Wenn es heute darum geht, aus der globalen Finanzmisere nach Möglichkeit Lehren zu ziehen, die uns nach der Krise besser als vor der Krise dastehen lassen, so brauchen wir im Kampf gegen unseren renditegetriebenen Steigerungswahn nicht nur neue Regeln für die Geldwirtschaft, sondern auch eine Kultur des Innehaltens und einen damit verbundener Ausstieg aus dem totalen Steigerungswahn als Puffer gegen die Forderung nach maximaler Flexibilisierung. 

Die Angst vor der Zukunft ist der sicherste Weg, sie nicht zu gewinnen. Und so müssen wir, die wir als Folge der Krise inzwischen in der Mehrzahl von Job- und Existenzängsten geplagt sind, uns die Frage stellen, was wir der Krise entgegensetzen, um uns von ihr nicht lähmen zu lassen. Unser Missverständnis in Bezug auf Krisen ist vielfach immer noch dieses passive, schicksalhafte Verständnis davon. Wir haben aber durchaus Einfluss darauf, wie wir über die Umstände denken und wie wir darauf reagieren. In der Psychologie spricht man vom Prinzip der Selbstwirksamkeit: Bin ich Opfer oder Gestalter? Die Überzeugung, keine Marionette des Schicksals zu sein, ist ein wesentliches Merkmal der Selbstwirksamkeit. Um aus der Dynamik der Frustration auszusteigen kann man sich beispielsweise folgende Fragen stellen: Welche Handlungsmöglichkeiten habe ich trotz alledem? Welche Alternativen bieten sich mir? Woraus ziehe ich meine Stärke? Woraus kann ich Kraft schöpfen?

„Die Krise ist eine halbgöttliche Instanz“, hat der Philosoph Peter Sloterdijk unlängst in einem Interview erklärt. Wer es versucht hat, weiß: Der Nutzen von Zäsuren könnte etwa darin liegen, dass in ihnen nicht zuletzt die Aufforderung zum „Nicht Weiter-so“ steckt.
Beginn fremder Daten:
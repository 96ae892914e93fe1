//! photo-merge - Merge photo and video trees into a date-organized library
//!
//! Indexes (or loads the index of) the target library, imports every new
//! media file from the source tree and skips content that is already there.

use anyhow::{Context, Result};
use clap::Parser;
use photo_merge::{
    Cli, Config, FileOutcome, IndexStore, MediaFilter, MediaTimestampExtractor, MergeEngine, RunStatistics,
    XxHasher, paths,
};
use std::path::{Path, PathBuf};
use tracing::{Level, error, info, warn};
use tracing_appender::non_blocking::WorkerGuard;
use tracing_subscriber::{EnvFilter, Layer, Registry, filter::LevelFilter, fmt, prelude::*};

// CLI Output Module
mod cli_output {
    //! Colored console output for the summary and progress line

    use crossterm::{
        ExecutableCommand, QueueableCommand, cursor,
        style::{Color, Print, Stylize, style},
        terminal::{Clear, ClearType},
    };
    use std::io::{IsTerminal, Write, stdout};
    use std::path::Path;

    /// Width of the progress bar in cells
    const BAR_WIDTH: usize = 30;

    /// CLI theme colors
    pub struct CliTheme;

    impl CliTheme {
        pub const SUCCESS: Color = Color::Green;
        pub const WARNING: Color = Color::Yellow;
        pub const ERROR: Color = Color::Red;
        pub const HINT: Color = Color::DarkGrey;
        pub const ACCENT: Color = Color::Cyan;
    }

    pub fn print_separator() {
        let _ = stdout().execute(Print(&format!("{}\n", "─".repeat(60))));
    }

    pub fn print_title(title: &str) {
        let width: usize = 60;
        let padding = width.saturating_sub(title.len()) / 2;
        let left_pad = " ".repeat(padding.saturating_sub(1));

        let _ = stdout().execute(Print(&format!(
            "{}{} {} {}\n",
            left_pad,
            "╔".bold(),
            title.bold(),
            "╗".bold(),
        )));
        let _ = stdout().execute(Print("\n"));
    }

    pub fn print_warning(msg: &str) {
        let _ = stdout().execute(Print(style("⚠ ").with(CliTheme::WARNING).bold()));
        let _ = stdout().execute(Print(format!("{}\n", msg)));
    }

    pub fn print_error(msg: &str) {
        let _ = stdout().execute(Print(style("✗ ").with(CliTheme::ERROR).bold()));
        let _ = stdout().execute(Print(format!("{}\n", msg)));
    }

    pub fn print_hint(msg: &str) {
        let _ = stdout().execute(Print(style("→ ").with(CliTheme::HINT)));
        let _ = stdout().execute(Print(format!("{}\n", msg)));
    }

    pub fn print_stat(key: &str, value: &str, color: Color) {
        let key_styled = style(key).with(CliTheme::HINT);
        let value_styled = style(value).with(color).bold();
        let _ = stdout().execute(Print("  "));
        let _ = stdout().execute(Print(key_styled));
        let _ = stdout().execute(Print(": "));
        let _ = stdout().execute(Print(value_styled));
        let _ = stdout().execute(Print("\n"));
    }

    /// One processed file: status icon, source, and destination or message
    pub fn print_result(status_icon: &str, status_color: Color, source: &str, dest_or_msg: &str) {
        let icon_styled = style(status_icon).with(status_color).bold();
        let source_styled = style(source).italic();
        let msg_styled = style(dest_or_msg).with(CliTheme::HINT);

        let _ = stdout().execute(Print("  "));
        let _ = stdout().execute(Print(icon_styled));
        let _ = stdout().execute(Print(" "));
        let _ = stdout().execute(Print(source_styled));
        let _ = stdout().execute(Print(" "));
        let _ = stdout().execute(Print(msg_styled));
        let _ = stdout().execute(Print("\n"));
    }

    pub fn print_blank() {
        let _ = stdout().execute(Print("\n"));
    }

    /// Redraw the single progress line: `[####----] 42% (21/50) path`
    ///
    /// Does nothing when stdout is not a terminal.
    pub fn print_progress(done: usize, total: usize, path: &Path) {
        let mut out = stdout();
        if !out.is_terminal() {
            return;
        }

        let ratio = if total == 0 { 1.0 } else { done as f64 / total as f64 };
        let filled = ((ratio * BAR_WIDTH as f64) as usize).min(BAR_WIDTH);
        let bar = format!("{}{}", "#".repeat(filled), "-".repeat(BAR_WIDTH - filled));

        let _ = out.queue(cursor::MoveToColumn(0));
        let _ = out.queue(Clear(ClearType::CurrentLine));
        let _ = out.queue(Print(style(format!("[{}]", bar)).with(CliTheme::ACCENT)));
        let _ = out.queue(Print(format!(
            " {:>3}% ({}/{}) {}",
            (ratio * 100.0) as u32,
            done,
            total,
            path.display()
        )));
        let _ = out.flush();
    }

    /// Leave the progress line behind
    pub fn finish_progress() {
        let mut out = stdout();
        if out.is_terminal() {
            let _ = out.execute(Print("\n"));
        }
    }
}

fn main() -> Result<()> {
    let cli = Cli::parse();

    if cli.sample_config {
        print!("{}", Config::sample_config());
        return Ok(());
    }

    let exe_dir = get_executable_dir()?;
    let config = load_config(&cli, &exe_dir)?;

    let _guard = setup_logging(&cli, &config)?;

    info!(version = env!("CARGO_PKG_VERSION"), "photo-merge starting");
    if let Some(name) = cli.config_name() {
        info!(config = %name, "Using configuration");
    }
    if config.verbose {
        info!(?config, "Configuration loaded");
    }

    match run(&config) {
        Ok(stats) => {
            print_summary(&stats, &config);
            Ok(())
        }
        Err(e) => {
            use cli_output::*;

            cli_output::finish_progress();
            error!(error = %e, "Merge failed");
            print_separator();
            print_error(&format!("{:#}", e));
            std::process::exit(1);
        }
    }
}

/// Index the target, merge the source into it and persist the index
fn run(config: &Config) -> Result<RunStatistics> {
    config.validate()?;

    let filter = MediaFilter::new(config.normalized_extensions());
    let extractor = MediaTimestampExtractor::new();
    let hasher = XxHasher::new();

    let mut store = load_or_build_index(config, &filter, &extractor)?;

    info!(
        source = %config.source_dir.display(),
        target = %config.target_dir.display(),
        "Merging"
    );

    let verbose = config.verbose;
    let mut engine = MergeEngine::new(filter, &extractor, &hasher, config.operation)
        .with_hash_cache(config.cache_hashes);
    let stats = engine.merge_with_progress(&mut store, &config.source_dir, &config.target_dir, &mut |p| {
        if verbose {
            print_outcome(p.path, p.outcome);
        } else {
            cli_output::print_progress(p.done, p.total, p.path);
        }
    })?;
    cli_output::finish_progress();

    if let Some(snapshot) = &config.index_snapshot {
        store
            .save(snapshot)
            .with_context(|| format!("saving index snapshot {}", snapshot.display()))?;
    }

    Ok(stats)
}

/// Reuse the snapshot when there is one, otherwise walk the target
fn load_or_build_index(
    config: &Config,
    filter: &MediaFilter,
    extractor: &MediaTimestampExtractor,
) -> Result<IndexStore> {
    if let Some(snapshot) = config.index_snapshot.as_deref()
        && snapshot.exists()
    {
        info!(snapshot = %snapshot.display(), "Loading index from snapshot");
        let store = IndexStore::load(snapshot)?;

        if config.verify_index {
            let stale = store.stale_paths();
            if !stale.is_empty() {
                for path in &stale {
                    warn!(?path, "Indexed file is missing");
                }
                let msg = format!(
                    "{} of {} indexed files no longer exist; delete {} to re-index",
                    stale.len(),
                    store.file_count(),
                    snapshot.display()
                );
                warn!("{}", msg);
                cli_output::print_warning(&msg);
            }
        }
        return Ok(store);
    }

    info!(target = %config.target_dir.display(), "Indexing target");
    let store = IndexStore::build_with_progress(&config.target_dir, filter, extractor, &mut |done, total, path| {
        cli_output::print_progress(done, total, path);
    });
    cli_output::finish_progress();
    Ok(store)
}

fn print_outcome(path: &Path, outcome: &FileOutcome) {
    use cli_output::*;

    let source = path.display().to_string();
    match outcome {
        FileOutcome::Directory => {}
        FileOutcome::SkippedExtension => print_result("⊘", CliTheme::HINT, &source, "skipped by extension"),
        FileOutcome::Duplicate { existing } => print_result(
            "≡",
            CliTheme::ACCENT,
            &source,
            &format!("duplicate of {}", existing.display()),
        ),
        FileOutcome::Imported { destination, .. } => print_result(
            "✓",
            CliTheme::SUCCESS,
            &source,
            &format!("→ {}", destination.display()),
        ),
        FileOutcome::Failed { message } => print_result("✗", CliTheme::ERROR, &source, message),
    }
}

fn print_summary(stats: &RunStatistics, config: &Config) {
    use cli_output::*;

    print_separator();
    print_title("Merge complete");
    print_separator();

    print_blank();
    print_stat("Total entries", &stats.total.to_string(), CliTheme::ACCENT);
    print_stat("Directories", &stats.directories.to_string(), CliTheme::HINT);
    print_stat("Skipped by extension", &stats.skipped_extension.to_string(), CliTheme::WARNING);
    print_stat("Duplicates", &stats.duplicates.to_string(), CliTheme::ACCENT);
    print_stat("New files", &stats.new_files.to_string(), CliTheme::SUCCESS);
    print_stat("Failed", &stats.failed.to_string(), CliTheme::ERROR);
    print_blank();

    if stats.failed > 0 {
        print_warning("Some files were skipped because of errors, see the log for details");
    }
    if let Some(log_file) = &config.log_file {
        print_hint(&format!("Log file: {}", log_file.display()));
    }

    info!(stats = ?stats, "{}", stats.summary());
}

/// Get the directory where the executable is located
fn get_executable_dir() -> Result<PathBuf> {
    let exe_path = std::env::current_exe()?;
    Ok(exe_path
        .parent()
        .map(|p| p.to_path_buf())
        .unwrap_or_else(|| PathBuf::from(".")))
}

/// Resolve config path - supports shorthand syntax
///
/// `-C sdcard` finds `sdcard`, `sdcard.toml`, or `<exe dir>/Config/sdcard.toml`.
fn resolve_config_path(exe_dir: &Path, config_path: &Path) -> PathBuf {
    let config_path = paths::expand_home(config_path);
    if config_path.exists() {
        return config_path;
    }

    let with_extension = if config_path.extension().is_none() {
        config_path.with_extension("toml")
    } else {
        config_path.clone()
    };

    if with_extension.exists() {
        return with_extension;
    }

    let config_dir = exe_dir.join("Config");
    let filename = config_path.file_name().unwrap_or(config_path.as_os_str());

    let mut in_config_dir = config_dir.join(filename);
    if in_config_dir.extension().is_none() {
        in_config_dir = in_config_dir.with_extension("toml");
    }

    if in_config_dir.exists() {
        return in_config_dir;
    }

    config_path
}

/// Load configuration from file or CLI arguments, with resolved paths
fn load_config(cli: &Cli, exe_dir: &Path) -> Result<Config> {
    let mut config = if let Some(ref config_path) = cli.config {
        let resolved_path = resolve_config_path(exe_dir, config_path);
        let file_config = Config::load_from_file(&resolved_path)?;
        cli.merge_with_config(file_config)
    } else {
        cli.to_config()
    };

    if config.source_dir.as_os_str().is_empty() {
        anyhow::bail!("No source directory given (use --source or source_dir in the config file)");
    }
    if config.target_dir.as_os_str().is_empty() {
        anyhow::bail!("No target directory given (use --target or target_dir in the config file)");
    }

    config.source_dir = paths::resolve(&config.source_dir);
    config.target_dir = paths::resolve(&config.target_dir);
    config.index_snapshot = config.index_snapshot.as_deref().map(paths::resolve);
    config.log_file = config.log_file.as_deref().map(paths::resolve);

    Ok(config)
}

/// Console layer on stderr, plus a debug-level file layer when a log file is set
fn setup_logging(cli: &Cli, config: &Config) -> Result<Option<WorkerGuard>> {
    let level = if config.verbose { Level::DEBUG } else { Level::INFO };

    let env_filter = EnvFilter::builder()
        .with_default_directive(level.into())
        .from_env_lossy();

    let mut guard = None;
    let file_layer: Option<Box<dyn Layer<Registry> + Send + Sync>> = match &config.log_file {
        Some(log_path) => {
            if let Some(parent) = log_path.parent() {
                std::fs::create_dir_all(parent)?;
            }

            let file = std::fs::OpenOptions::new()
                .create(true)
                .write(true)
                .truncate(true)
                .open(log_path)
                .with_context(|| format!("opening log file {}", log_path.display()))?;

            let (non_blocking, file_guard) = tracing_appender::non_blocking(file);
            guard = Some(file_guard);

            let layer = if cli.json_log {
                fmt::layer()
                    .json()
                    .with_ansi(false)
                    .with_writer(non_blocking)
                    .with_filter(LevelFilter::DEBUG)
                    .boxed()
            } else {
                fmt::layer()
                    .with_ansi(false)
                    .with_writer(non_blocking)
                    .with_filter(LevelFilter::DEBUG)
                    .boxed()
            };
            Some(layer)
        }
        None => None,
    };

    tracing_subscriber::registry()
        .with(file_layer)
        .with(fmt::layer().with_writer(std::io::stderr).with_filter(env_filter))
        .init();

    Ok(guard)
}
Auf der Suche nach Mitteln zur souveränen Krisenbewältigung wird die Bereitschaft zum Innehalten, kritischen Hinterfragen und zur Richtungsänderung, wenn die Umstände es erfordern, zu einer Schlüsselkompetenz. Das setzt mentale Mobilität voraus, aber ebenso innere Ruhe, Gelassenheit und die Konzentration auf Wesentliches. In der Erkenntnis, dass das Richtige auf diese Weise deutlich werden könnte, steckt die Kraft für einen Neubeginn.